Data supplied below:

//! Traffic classes and the QoS classes that carry them.

use serde::{Deserialize, Serialize};
use std::fmt;
use std::str::FromStr;
use thiserror::Error;

/// Traffic class served by one slice.
#[derive(Debug, Clone, Copy, PartialEq, Eq, Hash, Serialize, Deserialize)]
#[serde(rename_all = "kebab-case")]
pub enum TrafficClass {
    /// Interactive (XR) video streamed to a headset.
    InteractiveVideo,
    /// Rendered game frames streamed from a cloud server.
    CloudGaming,
    /// Control traffic for connected vehicles.
    VehicularControl,
}

impl TrafficClass {
    /// All classes, in their default slice order.
    pub const ALL: [TrafficClass; 3] = [
        TrafficClass::InteractiveVideo,
        TrafficClass::CloudGaming,
        TrafficClass::VehicularControl,
    ];

    /// Get a human-readable name for this class.
    pub fn name(&self) -> &'static str {
        match self {
            TrafficClass::InteractiveVideo => "interactive-video",
            TrafficClass::CloudGaming => "cloud-gaming",
            TrafficClass::VehicularControl => "vehicular-control",
        }
    }

    /// The QoS class requested for every flow of this traffic class.
    pub fn qos_class(&self) -> QosClass {
        match self {
            TrafficClass::InteractiveVideo => QosClass::NgbrVideoTcpDefault,
            TrafficClass::CloudGaming => QosClass::GbrGaming,
            TrafficClass::VehicularControl => QosClass::NgbrV2x,
        }
    }
}

impl fmt::Display for TrafficClass {
    fn fmt(&self, f: &mut fmt::Formatter<'_>) -> fmt::Result {
        f.write_str(self.name())
    }
}

/// Error returned when parsing an unknown traffic class name.
#[derive(Debug, Clone, PartialEq, Eq, Error)]
#[error("Unknown traffic class: {0}")]
pub struct UnknownTrafficClass(pub String);

impl FromStr for TrafficClass {
    type Err = UnknownTrafficClass;

    fn from_str(s: &str) -> Result<Self, Self::Err> {
        match s.to_lowercase().as_str() {
            "interactive-video" | "video" | "vr" => Ok(TrafficClass::InteractiveVideo),
            "cloud-gaming" | "gaming" | "cg" => Ok(TrafficClass::CloudGaming),
            "vehicular-control" | "v2x" | "ad" => Ok(TrafficClass::VehicularControl),
            _ => Err(UnknownTrafficClass(s.to_string())),
        }
    }
}

/// Bearer QoS class, named after the 3GPP standardized 5QI table.
#[derive(Debug, Clone, Copy, PartialEq, Eq, Hash, PartialOrd, Ord, Serialize, Deserialize)]
pub enum QosClass {
    /// Guaranteed bitrate, conversational voice.
    GbrConvVoice,
    /// Guaranteed bitrate, real-time gaming.
    GbrGaming,
    /// Guaranteed bitrate, vehicle-to-everything messages.
    GbrV2x,
    /// Non-guaranteed bitrate, voice/video/interactive gaming.
    NgbrVoiceVideoGaming,
    /// Non-guaranteed bitrate, buffered video and TCP traffic.
    NgbrVideoTcpDefault,
    /// Non-guaranteed bitrate, vehicle-to-everything messages.
    NgbrV2x,
}

impl QosClass {
    /// The standardized 5QI value.
    pub fn qi(&self) -> u8 {
        match self {
            QosClass::GbrConvVoice => 1,
            QosClass::GbrGaming => 3,
            QosClass::GbrV2x => 75,
            QosClass::NgbrVoiceVideoGaming => 7,
            QosClass::NgbrVideoTcpDefault => 9,
            QosClass::NgbrV2x => 79,
        }
    }

    /// Whether bearers of this class reserve a guaranteed bitrate.
    pub fn is_gbr(&self) -> bool {
        matches!(
            self,
            QosClass::GbrConvVoice | QosClass::GbrGaming | QosClass::GbrV2x
        )
    }

    /// Get the engine-facing name for this class.
    pub fn name(&self) -> &'static str {
        match self {
            QosClass::GbrConvVoice => "GBR_CONV_VOICE",
            QosClass::GbrGaming => "GBR_GAMING",
            QosClass::GbrV2x => "GBR_V2X",
            QosClass::NgbrVoiceVideoGaming => "NGBR_VOICE_VIDEO_GAMING",
            QosClass::NgbrVideoTcpDefault => "NGBR_VIDEO_TCP_DEFAULT",
            QosClass::NgbrV2x => "NGBR_V2X",
        }
    }
}

impl fmt::Display for QosClass {
    fn fmt(&self, f: &mut fmt::Formatter<'_>) -> fmt::Result {
        f.write_str(self.name())
    }
}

End of Data supplied.

= What is required =
Every record above needs to be given again exactly.

= Result of this exercise =
//! Traffic classes and the QoS classes that carry them.

use serde::{Deserialize, Serialize};
use std::fmt;
use std::str::FromStr;
use thiserror::Error;

/// Traffic class served by one slice.
#[derive(Debug, Clone, Copy, PartialEq, Eq, Hash, Serialize, Deserialize)]
#[serde(rename_all = "kebab-case")]
pub enum TrafficClass {
    /// Interactive (XR) video streamed to a headset.
    InteractiveVideo,
    /// Rendered game frames streamed from a cloud server.
    CloudGaming,
    /// Control traffic for connected vehicles.
    VehicularControl,
}

impl TrafficClass {
    /// All classes, in their default slice order.
    pub const ALL: [TrafficClass; 3] = [
        TrafficClass::InteractiveVideo,
        TrafficClass::CloudGaming,
        TrafficClass::VehicularControl,
    ];

    /// Get a human-readable name for this class.
    pub fn name(&self) -> &'static str {
        match self {
            TrafficClass::InteractiveVideo => "interactive-video",
            TrafficClass::CloudGaming => "cloud-gaming",
            TrafficClass::VehicularControl => "vehicular-control",
        }
    }

    /// The QoS class requested for every flow of this traffic class.
    pub fn qos_class(&self) -> QosClass {
        match self {
            TrafficClass::InteractiveVideo => QosClass::NgbrVideoTcpDefault,
            TrafficClass::CloudGaming => QosClass::GbrGaming,
            TrafficClass::VehicularControl => QosClass::NgbrV2x,
        }
    }
}

impl fmt::Display for TrafficClass {
    fn fmt(&self, f: &mut fmt::Formatter<'_>) -> fmt::Result {
        f.write_str(self.name())
    }
}

/// Error returned when parsing an unknown traffic class name.
#[derive(Debug, Clone, PartialEq, Eq, Error)]
#[error("Unknown traffic class: {0}")]
pub struct UnknownTrafficClass(pub String);

impl FromStr for TrafficClass {
    type Err = UnknownTrafficClass;

    fn from_str(s: &str) -> Result<Self, Self::Err> {
        match s.to_lowercase().as_str() {
            "interactive-video" | "video" | "vr" => Ok(TrafficClass::InteractiveVideo),
            "cloud-gaming" | "gaming" | "cg" => Ok(TrafficClass::CloudGaming),
            "vehicular-control" | "v2x" | "ad" => Ok(TrafficClass::VehicularControl),
            _ => Err(UnknownTrafficClass(s.to_string())),
        }
    }
}

/// Bearer QoS class, named after the 3GPP standardized 5QI table.
#[derive(Debug, Clone, Copy, PartialEq, Eq, Hash, PartialOrd, Ord, Serialize, Deserialize)]
pub enum QosClass {
    /// Guaranteed bitrate, conversational voice.
    GbrConvVoice,
    /// Guaranteed bitrate, real-time gaming.
    GbrGaming,
    /// Guaranteed bitrate, vehicle-to-everything messages.
    GbrV2x,
    /// Non-guaranteed bitrate, voice/video/interactive gaming.
    NgbrVoiceVideoGaming,
    /// Non-guaranteed bitrate, buffered video and TCP traffic.
    NgbrVideoTcpDefault,
    /// Non-guaranteed bitrate, vehicle-to-everything messages.
    NgbrV2x,
}

impl QosClass {
    /// The standardized 5QI value.
    pub fn qi(&self) -> u8 {
        match self {
            QosClass::GbrConvVoice => 1,
            QosClass::GbrGaming => 3,
            QosClass::GbrV2x => 75,
            QosClass::NgbrVoiceVideoGaming => 7,
            QosClass::NgbrVideoTcpDefault => 9,
            QosClass::NgbrV2x => 79,
        }
    }

    /// Whether bearers of this class reserve a guaranteed bitrate.
    pub fn is_gbr(&self) -> bool {
        matches!(
            self,
            QosClass::GbrConvVoice | QosClass::GbrGaming | QosClass::GbrV2x
        )
    }

    /// Get the engine-facing name for this class.
    pub fn name(&self) -> &'static str {
        match self {
            QosClass::GbrConvVoice => "GBR_CONV_VOICE",
            QosClass::GbrGaming => "GBR_GAMING",
            QosClass::GbrV2x => "GBR_V2X",
            QosClass::NgbrVoiceVideoGaming => "NGBR_VOICE_VIDEO_GAMING",
            QosClass::NgbrVideoTcpDefault => "NGBR_VIDEO_TCP_DEFAULT",
            QosClass::NgbrV2x => "NGBR_V2X",
        }
    }
}

impl fmt::Display for QosClass {
    fn fmt(&self, f: &mut fmt::Formatter<'_>) -> fmt::Result {
        f.write_str(self.name())
    }
}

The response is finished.